[Stored data]
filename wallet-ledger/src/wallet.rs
//! Wallet repository
//!
//! Creation goes through a locked check-then-insert: the address row lock is
//! taken before looking for an existing wallet, so two concurrent creations
//! of the same address cannot both succeed.

use crate::{
    crypto::generate_address,
    error::{Error, Result},
    store::{LedgerStore, UnitOfWork},
    types::{self, Address, Wallet},
};
use rust_decimal::Decimal;
use std::sync::Arc;

/// Access to wallet rows
pub struct WalletRepository<S> {
    store: Arc<S>,
}

impl<S> Clone for WalletRepository<S> {
    fn clone(&self) -> Self {
        Self {
            store: self.store.clone(),
        }
    }
}

impl<S: LedgerStore> WalletRepository<S> {
    /// Create repository over a shared store handle
    pub fn new(store: Arc<S>) -> Self {
        Self { store }
    }

    /// Create a wallet with a freshly generated address
    pub async fn create_wallet(&self, balance: Decimal) -> Result<Address> {
        self.create_wallet_at(generate_address(), balance).await
    }

    /// Create a wallet at a caller-chosen address.
    ///
    /// Fails with [`Error::WalletExists`] when the address is taken.
    pub async fn create_wallet_at(&self, address: Address, balance: Decimal) -> Result<Address> {
        let balance = types::starting_balance(balance)?;

        let mut uow = self.store.begin().await?;
        if uow.lock_for_update(&address).await?.is_some() {
            uow.rollback();
            return Err(Error::WalletExists(address));
        }

        if let Err(e) = uow.insert_wallet(Wallet::new(address.clone(), balance)) {
            uow.rollback();
            return Err(e);
        }
        uow.commit().await?;

        tracing::debug!(address = %address, balance = %balance, "Wallet created");
        Ok(address)
    }

    /// Fetch a wallet by address
    pub async fn get_wallet(&self, address: &Address) -> Result<Wallet> {
        self.store
            .find_wallet(address)
            .await?
            .ok_or_else(|| Error::WalletNotFound(address.clone()))
    }

    /// Current balance of a wallet
    pub async fn get_balance(&self, address: &Address) -> Result<Decimal> {
        Ok(self.get_wallet(address).await?.balance)
    }

    /// Total number of wallets
    pub async fn count_wallets(&self) -> Result<u64> {
        self.store.count_wallets().await
    }
}
use std::time::SystemTime;

use crate::shared::face_region::FaceRegion;
use crate::shared::frame::Frame;

/// Domain interface for face detection.
///
/// Implementations may be stateful (e.g., model sessions, frame
/// skipping), hence `&mut self`. The model itself is an external
/// capability; this crate only consumes its boxes-and-confidence
/// output.
pub trait FaceDetector: Send {
    fn detect(&mut self, frame: &Frame) -> Result<Vec<FaceRegion>, Box<dyn std::error::Error>>;
}

/// Per-frame detection outcome after plausibility filtering.
///
/// Produced once per processed frame and handed to the stability
/// evaluator; never persisted.
#[derive(Clone, Debug)]
pub struct DetectionResult {
    pub sequence: u64,
    pub captured_at: SystemTime,
    pub regions: Vec<FaceRegion>,
}

impl DetectionResult {
    pub fn face_count(&self) -> u32 {
        self.regions.len() as u32
    }
}
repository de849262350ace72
use std::time::{Duration, Instant};

/// Discrete outcome of one engine tick.
#[derive(Clone, Copy, Debug, PartialEq, Eq)]
pub enum AlertDecision {
    /// No state change worth reporting.
    None,
    /// The trigger condition holds and the cooldown has elapsed.
    Alert,
    /// The stable count dropped below threshold after being above.
    Clear,
}

/// Cooldown-gated alert state machine.
///
/// Two states, Idle and Cooldown, encoded by `last_alert`:
/// - Idle (`last_alert` unset or cooldown elapsed): a triggering
///   stable count emits `Alert` and starts the cooldown.
/// - Cooldown: triggering ticks emit nothing; once the cooldown
///   elapses the next triggering tick alerts again, so a continuously
///   triggering signal fires exactly once per cooldown interval.
///
/// `Clear` fires on the triggering→non-triggering transition for UI
/// feedback; it is independent of the cooldown and does not reset it.
/// `is_alerting` likewise tracks the raw trigger condition so the UI
/// can show "multiple faces present" even while alerts are gated.
///
/// Elapsed time uses saturating subtraction: a clock that jumps
/// backward reads as zero elapsed and stays conservatively inside the
/// cooldown instead of firing a spurious alert.
pub struct AlertEngine {
    min_faces: u32,
    cooldown: Duration,
    last_alert: Option<Instant>,
    is_alerting: bool,
}

impl AlertEngine {
    pub fn new(min_faces: u32, cooldown: Duration) -> Self {
        Self {
            min_faces,
            cooldown,
            last_alert: None,
            is_alerting: false,
        }
    }

    pub fn tick(&mut self, stable_count: u32, now: Instant) -> AlertDecision {
        let triggering = stable_count >= self.min_faces;
        let was_alerting = self.is_alerting;
        self.is_alerting = triggering;

        if triggering {
            if self.cooldown_elapsed(now) {
                self.last_alert = Some(now);
                return AlertDecision::Alert;
            }
            AlertDecision::None
        } else if was_alerting {
            AlertDecision::Clear
        } else {
            AlertDecision::None
        }
    }

    /// Whether the trigger condition held on the last tick,
    /// independent of cooldown gating.
    pub fn is_alerting(&self) -> bool {
        self.is_alerting
    }

    pub fn last_alert(&self) -> Option<Instant> {
        self.last_alert
    }

    fn cooldown_elapsed(&self, now: Instant) -> bool {
        match self.last_alert {
            None => true,
            Some(at) => now.saturating_duration_since(at) >= self.cooldown,
        }
    }
}
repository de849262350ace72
use std::sync::Arc;
use std::thread;
use std::time::SystemTime;

use crate::reaction::domain::app_switcher::AppSwitcher;
use crate::reaction::domain::snapshot_sink::SnapshotSink;
use crate::shared::frame::Frame;

/// Fans an alert out to its side effects, each on its own thread.
///
/// Snapshot save and app switch are independent and fire-and-forget: a
/// slow disk write or process launch never delays the next detection
/// tick, and a failure in one reaction never affects the other or a
/// later alert. Ordering between reactions is unspecified.
pub struct ReactionDispatcher {
    snapshot: Option<Arc<dyn SnapshotSink>>,
    switcher: Option<Arc<dyn AppSwitcher>>,
}

impl ReactionDispatcher {
    pub fn new(
        snapshot: Option<Arc<dyn SnapshotSink>>,
        switcher: Option<Arc<dyn AppSwitcher>>,
    ) -> Self {
        Self { snapshot, switcher }
    }

    /// No configured reactions; alerts still reach the UI through the
    /// worker's event channel.
    pub fn disabled() -> Self {
        Self {
            snapshot: None,
            switcher: None,
        }
    }

    pub fn dispatch(&self, frame: Frame, face_count: u32, at: SystemTime) {
        log::info!("alert: {face_count} faces detected, dispatching reactions");

        if let Some(sink) = self.snapshot.clone() {
            thread::spawn(move || match sink.save(&frame, at) {
                Ok(path) => log::info!("saved snapshot to {}", path.display()),
                Err(e) => log::warn!("snapshot save failed: {e}"),
            });
        }

        if let Some(switcher) = self.switcher.clone() {
            thread::spawn(move || {
                if let Err(e) = switcher.bring_to_front() {
                    log::warn!("work app switch failed: {e}");
                }
            });
        }
    }
}
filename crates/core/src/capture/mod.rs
pub mod domain;
pub mod infrastructure;
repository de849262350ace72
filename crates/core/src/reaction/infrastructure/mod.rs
pub mod command_app_switcher;
pub mod jpeg_snapshot_writer;
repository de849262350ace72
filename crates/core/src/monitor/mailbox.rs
use std::sync::Mutex;

/// Single-slot, overwrite-on-write hand-off between the detection
/// worker and its observers.
///
/// The worker stores the latest value once per tick; readers always
/// see the most recent store. Stale reads are fine and there is no
/// queueing: only the latest state matters across this boundary.
pub struct Mailbox<T> {
    slot: Mutex<T>,
}

impl<T: Clone> Mailbox<T> {
    pub fn new(initial: T) -> Self {
        Self {
            slot: Mutex::new(initial),
        }
    }

    pub fn store(&self, value: T) {
        *self.slot.lock().expect("mailbox lock poisoned") = value;
    }

    pub fn load(&self) -> T {
        self.slot.lock().expect("mailbox lock poisoned").clone()
    }
}
pub mod image_dir_source;
pub mod synthetic_source;
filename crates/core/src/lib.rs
//! Core library for the peekwatch anti-peek monitor.
//!
//! The detection worker owns a frame source, a face detector, a
//! stability evaluator, and an alert decision engine; reactions and
//! the UI observe it through fire-and-forget dispatch and a
//! latest-value mailbox. GUI, camera drivers, and detection models
//! live behind the domain traits in `capture`, `detection`, and
//! `reaction`.

pub mod capture;
pub mod config;
pub mod detection;
pub mod monitor;
pub mod reaction;
pub mod shared;
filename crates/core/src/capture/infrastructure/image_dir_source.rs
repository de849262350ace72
use std::path::{Path, PathBuf};
use std::time::{Duration, SystemTime};

use crate::capture::domain::frame_source::{FrameGrab, FrameSource};
use crate::shared::constants::IMAGE_EXTENSIONS;
use crate::shared::frame::Frame;

/// Adapts a directory of image files to the [`FrameSource`] interface.
///
/// Files are replayed in lexicographic order, cycling back to the
/// start when exhausted, which mimics a continuously running camera
/// for demos and hardware-free testing. Decoding goes through the
/// `image` crate; frames are normalized to RGB.
pub struct ImageDirSource {
    files: Vec<PathBuf>,
    next_index: usize,
    sequence: u64,
}

fn is_image(path: &Path) -> bool {
    path.extension()
        .and_then(|ext| ext.to_str())
        .map(|ext| IMAGE_EXTENSIONS.contains(&ext.to_lowercase().as_str()))
        .unwrap_or(false)
}

impl ImageDirSource {
    pub fn open(dir: &Path) -> Result<Self, Box<dyn std::error::Error>> {
        let mut files: Vec<PathBuf> = std::fs::read_dir(dir)?
            .filter_map(|entry| entry.ok())
            .map(|entry| entry.path())
            .filter(|path| path.is_file() && is_image(path))
            .collect();
        files.sort();

        if files.is_empty() {
            return Err(format!("no image files found in {}", dir.display()).into());
        }

        Ok(Self {
            files,
            next_index: 0,
            sequence: 0,
        })
    }

    pub fn len(&self) -> usize {
        self.files.len()
    }

    pub fn is_empty(&self) -> bool {
        self.files.is_empty()
    }
}

impl FrameSource for ImageDirSource {
    fn next_frame(&mut self, _timeout: Duration) -> Result<FrameGrab, Box<dyn std::error::Error>> {
        let path = &self.files[self.next_index];
        self.next_index = (self.next_index + 1) % self.files.len();

        let rgb = image::open(path)?.to_rgb8();
        let (width, height) = rgb.dimensions();
        let frame = Frame::new(
            rgb.into_raw(),
            width,
            height,
            3,
            self.sequence,
            SystemTime::now(),
        );
        self.sequence += 1;
        Ok(FrameGrab::Frame(frame))
    }
}
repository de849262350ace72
use crate::shared::face_region::FaceRegion;
use crate::shared::frame::Frame;

/// Drops implausible detections before they reach the face count.
///
/// Three rules:
/// - a mean frame brightness below `low_light_threshold` discards the
///   whole set, since detectors hallucinate faces in dark noise
///   (0 disables the gate);
/// - confidence below `min_confidence` is detector noise;
/// - area ratio outside `[min_area_ratio, max_area_ratio]` is either
///   background clutter (too small) or the legitimate user leaning
///   into the lens (too large).
#[derive(Clone, Debug)]
pub struct DetectionFilter {
    min_confidence: f32,
    min_area_ratio: f64,
    max_area_ratio: f64,
    low_light_threshold: f32,
}

impl DetectionFilter {
    pub fn new(
        min_confidence: f32,
        min_area_ratio: f64,
        max_area_ratio: f64,
        low_light_threshold: f32,
    ) -> Self {
        Self {
            min_confidence,
            min_area_ratio,
            max_area_ratio,
            low_light_threshold,
        }
    }

    pub fn filter(&self, regions: Vec<FaceRegion>, frame: &Frame) -> Vec<FaceRegion> {
        if self.low_light_threshold > 0.0 && !regions.is_empty() {
            let brightness = mean_brightness(frame);
            if brightness < self.low_light_threshold {
                log::debug!(
                    "frame brightness {brightness:.1} below {}, dropping {} detections",
                    self.low_light_threshold,
                    regions.len()
                );
                return Vec::new();
            }
        }

        regions
            .into_iter()
            .filter(|r| r.confidence >= self.min_confidence)
            .filter(|r| {
                let ratio = r.area_ratio(frame.width(), frame.height());
                (self.min_area_ratio..=self.max_area_ratio).contains(&ratio)
            })
            .collect()
    }
}

fn mean_brightness(frame: &Frame) -> f32 {
    let data = frame.data();
    if data.is_empty() {
        return 0.0;
    }
    let sum: u64 = data.iter().map(|&b| u64::from(b)).sum();
    (sum as f64 / data.len() as f64) as f32
}
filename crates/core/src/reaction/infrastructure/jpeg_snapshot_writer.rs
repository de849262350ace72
use std::path::PathBuf;
use std::time::SystemTime;

use chrono::{DateTime, Local};

use crate::config::SnapshotConfig;
use crate::reaction::domain::snapshot_sink::SnapshotSink;
use crate::shared::frame::Frame;

/// Writes alert frames as `people_YYYYMMDD_HHMMSS_mmm.jpg` under a
/// configured directory, creating it on demand.
///
/// The naming keeps snapshots sortable for after-the-fact review of
/// who was looking at the screen.
pub struct JpegSnapshotWriter {
    directory: PathBuf,
}

impl JpegSnapshotWriter {
    pub fn new(directory: PathBuf) -> Self {
        Self { directory }
    }

    /// Builds a writer from config; None when snapshots are disabled
    /// or no directory is configured.
    pub fn from_config(config: &SnapshotConfig) -> Option<Self> {
        if !config.enabled {
            return None;
        }
        config.directory.clone().map(Self::new)
    }

    fn file_name(at: SystemTime) -> String {
        let local: DateTime<Local> = at.into();
        local.format("people_%Y%m%d_%H%M%S_%3f.jpg").to_string()
    }
}

impl SnapshotSink for JpegSnapshotWriter {
    fn save(&self, frame: &Frame, at: SystemTime) -> Result<PathBuf, Box<dyn std::error::Error>> {
        std::fs::create_dir_all(&self.directory)?;

        let img = image::RgbImage::from_raw(frame.width(), frame.height(), frame.data().to_vec())
            .ok_or("failed to build image from frame data")?;

        let path = self.directory.join(Self::file_name(at));
        img.save(&path)?;
        Ok(path)
    }
}
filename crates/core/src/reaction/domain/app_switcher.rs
/// Domain interface for bringing the configured work application to
/// the foreground.
///
/// The OS mechanism (process launch, window activation) lives behind
/// this trait; failures are logged by the dispatcher and never retried
/// automatically.
pub trait AppSwitcher: Send + Sync {
    fn bring_to_front(&self) -> Result<(), Box<dyn std::error::Error>>;
}
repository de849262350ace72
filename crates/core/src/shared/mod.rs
pub mod constants;
pub mod face_region;
pub mod frame;
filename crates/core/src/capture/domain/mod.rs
pub mod frame_source;
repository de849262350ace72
/// Application name, also the platform config directory name.
pub const APP_NAME: &str = "peekwatch";

/// Extensions accepted by the image-directory frame source.
pub const IMAGE_EXTENSIONS: &[&str] = &["jpg", "jpeg", "png", "bmp", "webp"];
pub mod alert_engine;
pub mod detection_filter;
pub mod face_detector;
pub mod stability_evaluator;
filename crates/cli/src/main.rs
use std::path::PathBuf;
use std::process;
use std::sync::atomic::{AtomicBool, Ordering};
use std::sync::Arc;
use std::time::Duration;

use clap::Parser;

use peekwatch_core::capture::domain::frame_source::FrameSource;
use peekwatch_core::capture::infrastructure::image_dir_source::ImageDirSource;
use peekwatch_core::capture::infrastructure::synthetic_source::SyntheticSource;
use peekwatch_core::config::MonitorConfig;
use peekwatch_core::detection::infrastructure::scripted_detector::ScriptedDetector;
use peekwatch_core::monitor::status::MonitorEvent;
use peekwatch_core::monitor::worker;
use peekwatch_core::reaction::dispatcher::ReactionDispatcher;
use peekwatch_core::reaction::domain::app_switcher::AppSwitcher;
use peekwatch_core::reaction::domain::snapshot_sink::SnapshotSink;
use peekwatch_core::reaction::infrastructure::command_app_switcher::CommandAppSwitcher;
use peekwatch_core::reaction::infrastructure::jpeg_snapshot_writer::JpegSnapshotWriter;

/// Headless anti-peek monitor: watches a frame source for extra faces
/// and switches to the work application when someone peeks.
#[derive(Parser)]
#[command(name = "peekwatch")]
struct Cli {
    /// Config overlay file (JSON). Defaults to the platform config dir.
    #[arg(long)]
    config: Option<PathBuf>,

    /// Replay image files from this directory as the frame source.
    #[arg(long)]
    frames: Option<PathBuf>,

    /// Scripted per-tick face counts, comma-separated, cycled.
    /// Drives the synthetic detector when no real model is wired in.
    #[arg(long, value_delimiter = ',', default_value = "0")]
    script: Vec<u32>,

    /// Exit after this many seconds (0 = run until Ctrl-C).
    #[arg(long, default_value = "0")]
    duration: u64,

    /// Validate the merged config, print it, and exit.
    #[arg(long)]
    check_config: bool,
}

fn main() {
    env_logger::init();

    if let Err(e) = run() {
        eprintln!("Error: {e}");
        process::exit(1);
    }
}

fn run() -> Result<(), Box<dyn std::error::Error>> {
    let cli = Cli::parse();

    let config = MonitorConfig::load(cli.config.as_deref())?;

    if cli.check_config {
        println!("{}", serde_summary(&config));
        return Ok(());
    }

    let source: Box<dyn FrameSource> = match &cli.frames {
        Some(dir) => Box::new(ImageDirSource::open(dir)?),
        None => Box::new(SyntheticSource::new(640, 480)),
    };
    let detector = Box::new(ScriptedDetector::new(cli.script.clone()));

    let snapshot: Option<Arc<dyn SnapshotSink>> = JpegSnapshotWriter::from_config(&config.snapshot)
        .map(|w| Arc::new(w) as Arc<dyn SnapshotSink>);
    let switcher: Option<Arc<dyn AppSwitcher>> = CommandAppSwitcher::from_config(&config.work_app)
        .map(|s| Arc::new(s) as Arc<dyn AppSwitcher>);
    if snapshot.is_none() {
        log::info!("snapshots disabled");
    }
    if switcher.is_none() {
        log::info!("work app switching disabled");
    }

    let handle = worker::spawn(&config, source, detector, ReactionDispatcher::new(snapshot, switcher));

    let interrupted = Arc::new(AtomicBool::new(false));
    let flag = interrupted.clone();
    ctrlc::set_handler(move || flag.store(true, Ordering::Relaxed))?;

    println!("peekwatch running. Ctrl-C to exit.");
    let deadline = (cli.duration > 0).then(|| std::time::Instant::now() + Duration::from_secs(cli.duration));

    loop {
        if interrupted.load(Ordering::Relaxed) {
            println!("exiting");
            break;
        }
        if deadline.is_some_and(|d| std::time::Instant::now() >= d) {
            break;
        }

        match handle.events().recv_timeout(Duration::from_millis(200)) {
            Ok(MonitorEvent::Alert { face_count, .. }) => {
                println!("ALERT: {face_count} faces detected, reactions dispatched");
            }
            Ok(MonitorEvent::Clear) => println!("clear: back to a single face"),
            Ok(MonitorEvent::Degraded {
                consecutive_failures,
            }) => {
                println!("WARNING: camera/detector degraded after {consecutive_failures} failed ticks");
            }
            Ok(MonitorEvent::Recovered) => println!("capture recovered"),
            Err(_) => {} // timeout: just re-check the exit conditions
        }
    }

    handle.shutdown();
    Ok(())
}

fn serde_summary(config: &MonitorConfig) -> String {
    // Pretty JSON keeps --check-config output copy-pastable as an overlay.
    serde_json::to_string_pretty(config).unwrap_or_else(|e| format!("<serialize error: {e}>"))
}
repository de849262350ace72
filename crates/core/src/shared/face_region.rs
/// A detected face bounding box with the detector's confidence score.
///
/// Coordinates are pixels in the source frame. Geometry is only used
/// for plausibility filtering; the decision pipeline cares about
/// counts, not positions.
#[derive(Clone, Debug, PartialEq)]
pub struct FaceRegion {
    pub x: i32,
    pub y: i32,
    pub width: i32,
    pub height: i32,
    pub confidence: f32,
}

impl FaceRegion {
    pub fn new(x: i32, y: i32, width: i32, height: i32, confidence: f32) -> Self {
        Self {
            x,
            y,
            width,
            height,
            confidence,
        }
    }

    /// Fraction of the frame covered by this box, in [0, 1].
    ///
    /// Degenerate boxes and zero-sized frames report 0 so they fall
    /// below any sane minimum-area threshold.
    pub fn area_ratio(&self, frame_width: u32, frame_height: u32) -> f64 {
        let frame_area = frame_width as f64 * frame_height as f64;
        if frame_area == 0.0 {
            return 0.0;
        }
        let area = self.width.max(0) as f64 * self.height.max(0) as f64;
        area / frame_area
    }
}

**What to do**
The required answer is the exact run of lines above starting at the line with "return None;" and ending at the line with "pub mod face_detector;", with both ends present.

**Output**
            return None;
        }
        config.directory.clone().map(Self::new)
    }

    fn file_name(at: SystemTime) -> String {
        let local: DateTime<Local> = at.into();
        local.format("people_%Y%m%d_%H%M%S_%3f.jpg").to_string()
    }
}

impl SnapshotSink for JpegSnapshotWriter {
    fn save(&self, frame: &Frame, at: SystemTime) -> Result<PathBuf, Box<dyn std::error::Error>> {
        std::fs::create_dir_all(&self.directory)?;

        let img = image::RgbImage::from_raw(frame.width(), frame.height(), frame.data().to_vec())
            .ok_or("failed to build image from frame data")?;

        let path = self.directory.join(Self::file_name(at));
        img.save(&path)?;
        Ok(path)
    }
}
filename crates/core/src/reaction/domain/app_switcher.rs
/// Domain interface for bringing the configured work application to
/// the foreground.
///
/// The OS mechanism (process launch, window activation) lives behind
/// this trait; failures are logged by the dispatcher and never retried
/// automatically.
pub trait AppSwitcher: Send + Sync {
    fn bring_to_front(&self) -> Result<(), Box<dyn std::error::Error>>;
}
repository de849262350ace72
filename crates/core/src/shared/mod.rs
pub mod constants;
pub mod face_region;
pub mod frame;
filename crates/core/src/capture/domain/mod.rs
pub mod frame_source;
repository de849262350ace72
/// Application name, also the platform config directory name.
pub const APP_NAME: &str = "peekwatch";

/// Extensions accepted by the image-directory frame source.
pub const IMAGE_EXTENSIONS: &[&str] = &["jpg", "jpeg", "png", "bmp", "webp"];
pub mod alert_engine;
pub mod detection_filter;
pub mod face_detector;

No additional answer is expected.